As the years went on, the gendering of my childhood became more and more painful. Eventually the girls realized that I wasn’t like them, physically. They began to tease me and forbade me from playing with them at recess because I was a boy to them. I certainly wasn’t going to play with the other boys — they seemed like they were from another planet — so instead, I spent my recess staring at a brick wall — angry, confused, hurt, and very afraid. The care-free world in my head didn’t seem to align with the rules of the world that I was plopped into.

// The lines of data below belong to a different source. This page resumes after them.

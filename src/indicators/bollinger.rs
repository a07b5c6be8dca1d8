//! Bollinger(20, 2σ): middle = SMA20, bands = middle ± 2 × population
//! stddev of the last 20 closes (spec §4.5).

use crate::models::indicators::Bollinger;

use super::moving_average::{sma_latest, stddev_latest};

pub fn bollinger_latest(closes: &[f64]) -> Bollinger {
    let middle = sma_latest(closes, 20);
    let sd = stddev_latest(closes, 20);
    match (middle, sd) {
        (Some(m), Some(s)) => Bollinger {
            upper: Some(m + 2.0 * s),
            middle: Some(m),
            lower: Some(m - 2.0 * s),
        },
        _ => Bollinger::default(),
    }
}

/// Position of `price` within the Bollinger band, as a fraction where 0.0 is
/// the lower band and 1.0 is the upper band — used by the boundary's
/// `key_indicators.Bollinger_position` field (spec §6).
pub fn band_position(price: f64, band: &Bollinger) -> Option<f64> {
    match (band.upper, band.lower) {
        (Some(u), Some(l)) if (u - l).abs() > f64::EPSILON => Some((price - l) / (u - l)),
        _ => None,
    }
}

It seemed like my every joy just wasn’t matching up with what I was supposed to desire. I had no idea why purple wasn’t the right choice when I was asked what my favorite color was. I didn’t know why people teased me for my big bubbly letters in my handwriting, or why it wasn’t ok for me to spend so much time in the bathroom styling my hair, coating my lips with layer after layer of chapstick. Oh — I forgot to mention that I grew up in an Amish village of 200 people, and although we weren’t Amish, our lives were nearly as simple. My mother didn’t bother with makeup except for church on Sundays. Practicality was always chosen over femininity on the farm. So, chapstick was the closest thing to lipstick that I could get my hands on.

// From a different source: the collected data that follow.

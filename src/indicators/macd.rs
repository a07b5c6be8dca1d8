//! MACD(12, 26, 9): DIF = EMA12 − EMA26, DEA = EMA9(DIF),
//! histogram = 2 × (DIF − DEA) (spec §4.5).

use crate::models::indicators::Macd;

fn ema_series(values: &[f64], period: usize) -> Vec<f64> {
    if values.is_empty() {
        return Vec::new();
    }
    let alpha = 2.0 / (period as f64 + 1.0);
    let mut out = Vec::with_capacity(values.len());
    let mut prev = values[0];
    out.push(prev);
    for &v in &values[1..] {
        prev = alpha * v + (1.0 - alpha) * prev;
        out.push(prev);
    }
    out
}

/// Full MACD series, oldest-first. DIF is defined once both EMAs exist
/// (from the first bar, since EMA is seeded at the first value); DEA needs
/// 9 DIF values to be a "real" EMA9, but — matching standard charting
/// behavior — we seed DEA's EMA the same way, from the first DIF value.
pub fn macd_series(closes: &[f64]) -> Vec<Macd> {
    if closes.len() < 26 {
        return vec![Macd::default(); closes.len()];
    }
    let ema12 = ema_series(closes, 12);
    let ema26 = ema_series(closes, 26);
    let dif: Vec<f64> = ema12.iter().zip(&ema26).map(|(a, b)| a - b).collect();
    let dea = ema_series(&dif, 9);

    closes
        .iter()
        .enumerate()
        .map(|(i, _)| {
            if i < 25 {
                Macd::default()
            } else {
                let d = dif[i];
                let e = dea[i];
                Macd {
                    dif: Some(d),
                    dea: Some(e),
                    histogram: Some(2.0 * (d - e)),
                }
            }
        })
        .collect()
}

pub fn macd_latest(closes: &[f64]) -> Macd {
    macd_series(closes).into_iter().next_back().unwrap_or_default()
}
//! `QuoteProvider`: the capability boundary to upstream market-data vendors
//! (spec §4.1). Two concrete implementations (`primary`, `secondary`) plus a
//! deterministic `mock` used by tests — grounded in the teacher's
//! `EodhdProvider` (`data/eodhd.rs`: reqwest client, rate-limited retries,
//! serde-deserialized API responses) and the `MarketMakerAdapter` trait
//! pattern from the wider example pack (one async trait, many backends).

pub mod mock;
pub mod primary;
pub mod secondary;

use std::collections::HashMap;

use async_trait::async_trait;
use chrono::NaiveDate;

use crate::error::ProviderError;
use crate::models::{Fundamentals, HistoryBar, QuoteSnapshot, Ticker, TickerRef};

#[async_trait]
pub trait QuoteProvider: Send + Sync {
    async fn load_reference_universe(&self) -> Result<Vec<TickerRef>, ProviderError>;

    async fn fetch_snapshot_batch(
        &self,
        tickers: &[Ticker],
    ) -> Result<HashMap<String, QuoteSnapshot>, ProviderError>;

    async fn fetch_history(
        &self,
        ticker: &Ticker,
        from: NaiveDate,
        to: NaiveDate,
    ) -> Result<Vec<HistoryBar>, ProviderError>;

    async fn fetch_fundamentals(&self, ticker: &Ticker) -> Result<Fundamentals, ProviderError>;

    /// Stable label used in logs and in `DataGateway`'s source-breakdown stats.
    fn name(&self) -> &'static str;
}

/// Reject records the gateway considers physically impossible, per spec
/// §4.2's normalization rule — shared by both provider implementations so the
/// rejection logic isn't duplicated per vendor.
pub fn validate_snapshot(symbol: &str, snapshot: &QuoteSnapshot) -> Result<(), ProviderError> {
    if snapshot.close <= 0.0 || snapshot.volume < 0.0 {
        return Err(ProviderError::Malformed(format!(
            "{symbol}: close={} volume={}",
            snapshot.close, snapshot.volume
        )));
    }
    Ok(())
}
async fn set_progress(
    store: &ProgressStore,
    job_id: &str,
    stage: Stage,
    total: usize,
    processed: usize,
    qualified: usize,
    skipped: usize,
) {
    if let Some(handle) = store.handle(job_id) {
        let mut job = handle.lock().await;
        let floor = stage.floor_percent();
        // Only the fetch/analyze stages have a meaningful per-item fraction to
        // interpolate; later stages (ranking onward) just jump to their floor.
        let ceiling = match stage {
            Stage::FetchingData | Stage::Analyzing => Stage::Ranking.floor_percent(),
            _ => floor,
        };
        let percent = if total == 0 || ceiling <= floor {
            floor
        } else {
            let progressed = ((processed as f64 / total as f64) * f64::from(ceiling - floor)) as u8;
            floor.saturating_add(progressed).min(ceiling)
        };
        job.progress.stage = stage;
        job.progress.percent = percent.max(job.progress.percent);
        job.progress.total = total;
        job.progress.analyzed = processed;
        job.progress.qualified = qualified;
        job.progress.skipped = skipped;
        job.progress.elapsed_seconds = job.elapsed().as_secs_f64();
    }
}

async fn finalize_failed(store: &ProgressStore, job_id: &str, strategy_id: &str, reason: String) {
    finalize_failed_with_counts(store, job_id, strategy_id, reason, 0, 0, 0, 0).await;
}

#[allow(clippy::too_many_arguments)]
async fn finalize_failed_with_counts(
    store: &ProgressStore,
    job_id: &str,
    strategy_id: &str,
    reason: String,
    total_universe: usize,
    analysis_set_size: usize,
    analyzed: usize,
    skipped: usize,
) {
    let result = FinalResult {
        job_id: job_id.to_string(),
        strategy_id: strategy_id.to_string(),
        state: JobState::Failed,
        started_at: store.progress(job_id).await.map(|p| p.started_at).unwrap_or(Utc::now()),
        completed_at: Some(Utc::now()),
        total_universe,
        analysis_set_size,
        analyzed,
        qualified: 0,
        skipped,
        top_qualified: vec![],
        all_qualified: vec![],
        stats: AnalyzedStats::default(),
        avg_score: 0.0,
        max_score: 0.0,
        truncated: false,
        cancelled: false,
        fail_reason: Some(reason),
    };
    store.complete(job_id, JobState::Failed, result).await;
}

Finding comfort in my isolation at recess, I began to find patterns in that porous brick wall, like constellations in the sky. I created an entire universe in the tiniest of things — sidewalks, plants, trees. It was more pleasant than facing rejection from my peers, who all seemed fine with the separation of the sexes. But eventually it created neuroses in me that would take years to undo.

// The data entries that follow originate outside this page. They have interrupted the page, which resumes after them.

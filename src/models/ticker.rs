//! Ticker identity and reference metadata.

use serde::{Deserialize, Serialize};

/// Which exchange/board a ticker trades on, derived from its code prefix.
#[derive(Debug, Clone, Copy, PartialEq, Eq, Hash, Serialize, Deserialize)]
#[serde(rename_all = "snake_case")]
pub enum Market {
    /// 600/601/603/605/688 — Shanghai main board + STAR market.
    Primary,
    /// 000/001/002/003/300 — Shenzhen main board + ChiNext.
    Secondary,
    /// 8xx/4xx — Beijing exchange / NEEQ select tier.
    Tertiary,
}

impl Market {
    /// Derive the market tag from a 6-character ticker code. Returns `None` for
    /// prefixes that don't map to a known board.
    pub fn from_code(code: &str) -> Option<Self> {
        let prefix3 = code.get(0..3)?;
        let prefix1 = code.get(0..1)?;
        match prefix3 {
            "600" | "601" | "603" | "605" | "688" => Some(Market::Primary),
            "000" | "001" | "002" | "003" | "300" => Some(Market::Secondary),
            _ if prefix1 == "8" || prefix1 == "4" => Some(Market::Tertiary),
            _ => None,
        }
    }

    pub fn as_tag(self) -> &'static str {
        match self {
            Market::Primary => "primary",
            Market::Secondary => "secondary",
            Market::Tertiary => "tertiary",
        }
    }
}

/// A stable ticker identity: 6-digit code plus its derived market tag.
#[derive(Debug, Clone, PartialEq, Eq, Hash, Serialize, Deserialize)]
pub struct Ticker {
    pub code: String,
    pub market: Market,
}

impl Ticker {
    /// Build a `Ticker` from a raw code, deriving the market. Returns `None` if
    /// the code's prefix doesn't match any known board — callers should treat
    /// such codes as unrecognized rather than defaulting to a market.
    pub fn new(code: impl Into<String>) -> Option<Self> {
        let code = code.into();
        let market = Market::from_code(&code)?;
        Some(Self { code, market })
    }
}

/// Roster-level reference metadata for a ticker, as returned by
/// `QuoteProvider::load_reference_universe`.
#[derive(Debug, Clone, Serialize, Deserialize)]
pub struct TickerRef {
    pub ticker: Ticker,
    pub name: String,
    pub industry: String,
    pub listing_region: String,
    pub total_market_cap: f64,
    pub free_float_cap: f64,
}

impl TickerRef {
    /// "ST"/"退" name markers used by `UniverseResolver` to drop suspended or
    /// delisting names from the analysis universe.
    pub fn is_suspended_or_delisting(&self) -> bool {
        self.name.contains("ST") || self.name.contains('退')
    }
}
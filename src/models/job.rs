//! Job identity, lifecycle state, filters, and the progress/result views
//! returned across the boundary (spec §3, §4.7, §6).

use std::collections::HashMap;
use std::time::{Duration, Instant};

use serde::{Deserialize, Serialize};

use super::scored::ScoredStock;

/// Opaque, sortable job id. Not a real ULID (no `ulid` crate in the stack) —
/// a UUIDv4 renders the same "opaque id, safe to log and pass around"
/// contract spec.md asks for.
pub fn new_job_id() -> String {
    uuid::Uuid::new_v4().simple().to_string()
}

#[derive(Debug, Clone, Copy, PartialEq, Eq, Serialize, Deserialize)]
#[serde(rename_all = "snake_case")]
pub enum JobState {
    Pending,
    Running,
    Completed,
    Failed,
    Cancelled,
}

impl JobState {
    /// Enforces the state graph in spec §4.7.2 — no transition out of a
    /// terminal state, and no transition that skips a forward edge.
    pub fn can_transition_to(self, next: JobState) -> bool {
        use JobState::*;
        matches!(
            (self, next),
            (Pending, Running)
                | (Pending, Cancelled)
                | (Running, Completed)
                | (Running, Failed)
                | (Running, Cancelled)
        )
    }

    pub fn is_terminal(self) -> bool {
        matches!(self, JobState::Completed | JobState::Failed | JobState::Cancelled)
    }
}

/// (markets, industries) filter resolved by `UniverseResolver`. The literal
/// token `"ALL"` in either set means "no restriction on that axis".
#[derive(Debug, Clone, Default, Serialize, Deserialize)]
pub struct UniverseFilter {
    pub markets: Vec<String>,
    pub industries: Vec<String>,
}

impl UniverseFilter {
    pub const ALL: &'static str = "ALL";

    pub fn matches_market(&self, tag: &str) -> bool {
        self.markets.is_empty()
            || self.markets.iter().any(|m| m == Self::ALL)
            || self.markets.iter().any(|m| m == tag)
    }

    pub fn matches_industry(&self, industry: &str) -> bool {
        self.industries.is_empty()
            || self.industries.iter().any(|i| i == Self::ALL)
            || self.industries.iter().any(|i| i == industry)
    }
}

/// One of the stages reported in `ProgressView.stage` (spec §4.7.4).
#[derive(Debug, Clone, Copy, PartialEq, Eq, Serialize, Deserialize)]
#[serde(rename_all = "kebab-case")]
pub enum Stage {
    Initializing,
    ResolvingUniverse,
    FetchingData,
    Analyzing,
    Ranking,
    Finalizing,
    Done,
}

impl Stage {
    /// Progress-percent floor for this stage, so the bar never regresses
    /// across stage transitions even before `analyzed_count` moves.
    pub fn floor_percent(self) -> u8 {
        match self {
            Stage::Initializing => 0,
            Stage::ResolvingUniverse => 2,
            Stage::FetchingData => 5,
            Stage::Analyzing => 5,
            Stage::Ranking => 95,
            Stage::Finalizing => 98,
            Stage::Done => 100,
        }
    }
}

#[derive(Debug, Clone, Serialize, Deserialize)]
pub struct ProgressView {
    pub job_id: String,
    pub state: JobState,
    pub stage: Stage,
    pub percent: u8,
    pub total: usize,
    pub analyzed: usize,
    pub qualified: usize,
    pub skipped: usize,
    pub current_ticker: Option<String>,
    pub started_at: chrono::DateTime<chrono::Utc>,
    pub elapsed_seconds: f64,
}

#[derive(Debug, Clone, Default, Serialize, Deserialize)]
pub struct AnalyzedStats {
    pub avg_time_per_stock_ms: f64,
    pub grade_distribution: HashMap<String, usize>,
    pub market_distribution: HashMap<String, usize>,
    pub source_breakdown: HashMap<String, usize>,
}

#[derive(Debug, Clone, Serialize, Deserialize)]
pub struct FinalResult {
    pub job_id: String,
    pub strategy_id: String,
    pub state: JobState,
    pub started_at: chrono::DateTime<chrono::Utc>,
    pub completed_at: Option<chrono::DateTime<chrono::Utc>>,
    pub total_universe: usize,
    pub analysis_set_size: usize,
    pub analyzed: usize,
    pub qualified: usize,
    pub skipped: usize,
    pub top_qualified: Vec<ScoredStock>,
    pub all_qualified: Vec<ScoredStock>,
    pub stats: AnalyzedStats,
    pub avg_score: f64,
    pub max_score: f64,
    pub truncated: bool,
    pub cancelled: bool,
    pub fail_reason: Option<String>,
}

/// Outcome of polling a job's result (spec §4.7.1: `Result(job_id) →
/// FinalResult | NotReady | NotFound`).
#[derive(Debug, Clone)]
pub enum ResultOutcome {
    Ready(FinalResult),
    NotReady,
    NotFound,
}

/// Outcome of requesting cancellation (spec §4.7.1: `Cancel(job_id) →
/// Acknowledged | AlreadyTerminal`), plus `NotFound` for an unknown id.
#[derive(Debug, Clone, Copy, PartialEq, Eq)]
pub enum CancelOutcome {
    Acknowledged,
    AlreadyTerminal,
    NotFound,
}

/// Validated request accepted by `JobEngine::start`.
#[derive(Debug, Clone)]
pub struct StartRequest {
    pub strategy_id: String,
    pub parameters: super::strategy::StrategyParameters,
    pub filter: UniverseFilter,
    pub min_score: f64,
    pub max_stocks: usize,
    pub worker_count: usize,
}

/// Internal job record held by `ProgressStore`. `started` is a monotonic
/// clock handle for elapsed-time computation; wall-clock timestamps live in
/// `FinalResult`/`ProgressView` for display.
pub struct Job {
    pub id: String,
    pub strategy_id: String,
    pub state: JobState,
    pub started_at: chrono::DateTime<chrono::Utc>,
    pub started: Instant,
    pub progress: ProgressView,
    pub result: Option<FinalResult>,
}

impl Job {
    pub fn elapsed(&self) -> Duration {
        self.started.elapsed()
    }
}

#[cfg(test)]
mod tests {
    use super::*;

    #[test]
    fn state_graph_forbids_regression() {
        assert!(JobState::Pending.can_transition_to(JobState::Running));
        assert!(JobState::Running.can_transition_to(JobState::Completed));
        assert!(!JobState::Completed.can_transition_to(JobState::Running));
        assert!(!JobState::Running.can_transition_to(JobState::Pending));
        assert!(!JobState::Cancelled.can_transition_to(JobState::Running));
    }

    #[test]
    fn terminal_states_are_closed() {
        assert!(JobState::Completed.is_terminal());
        assert!(JobState::Failed.is_terminal());
        assert!(JobState::Cancelled.is_terminal());
        assert!(!JobState::Running.is_terminal());
    }

    #[test]
    fn universe_filter_all_token_matches_everything() {
        let f = UniverseFilter {
            markets: vec!["ALL".to_string()],
            industries: vec![],
        };
        assert!(f.matches_market("primary"));
        assert!(f.matches_market("secondary"));
        assert!(f.matches_industry("banking"));
    }

    #[test]
    fn universe_filter_exact_match() {
        let f = UniverseFilter {
            markets: vec!["primary".to_string()],
            industries: vec!["banking".to_string()],
        };
        assert!(f.matches_market("primary"));
        assert!(!f.matches_market("secondary"));
        assert!(f.matches_industry("banking"));
        assert!(!f.matches_industry("steel"));
    }

    #[test]
    fn stage_floor_is_monotonic_over_stage_order() {
        let stages = [
            Stage::Initializing,
            Stage::ResolvingUniverse,
            Stage::FetchingData,
            Stage::Analyzing,
            Stage::Ranking,
            Stage::Finalizing,
            Stage::Done,
        ];
        let mut last = 0;
        for s in stages {
            assert!(s.floor_percent() >= last);
            last = s.floor_percent();
        }
    }
}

Anxiety built as I approached puberty. It was one thing to ignore the fact that I didn’t fit in with either sexes when my body was still that of a child’s, but I knew changes were coming and I was terrified of becoming a man. I needed to find control in my chaotic world, so I began pulling out my hair in clumps, along with my eyelashes and eyebrows. Finding patterns in things became a compulsion, and I developed a debilitating Obsessive Compulsive Disorder. I would stand at the water fountain for minutes, counting each sip of water to make sure the number of gulps I took would be in even multiples. I lost my ability to concentrate in school, frozen in terror. The world made no sense to me.

It took me years of therapy to figure out that it wasn’t the world which didn’t make sense to me. It was other people’s perception of my gender that made no sense to me. It was misogyny and sexism that made no sense to me. My neuroses were all survival tools that I developed when facing a world where my sex didn’t line up with other people’s ideas of what my gender should’ve been.

I am grateful that my path eventually led me to New York City, where I would find a community of LGBT artists who would foster my gender identity. I found the reflection that I so desperately desired as a child in my gender non-conforming peers. I was able to form an identity that allowed me to express myself in the ways I wasn’t able to express in a binary-rigid upbringing. Eventually, I brought this new learning back to my family in Pennsylvania. I’m so proud to say that my parents now drive 90 miles to be a part of the nearest PFLAG group, teaching other parents about rearing a gender nonconforming child. My mom said to me recently, “I wish we had a word for it back then. I just wish we knew what you were going through.” Luckily we do have a word for it now. I’m trans. It’s a pretty simple idea, in a complex world.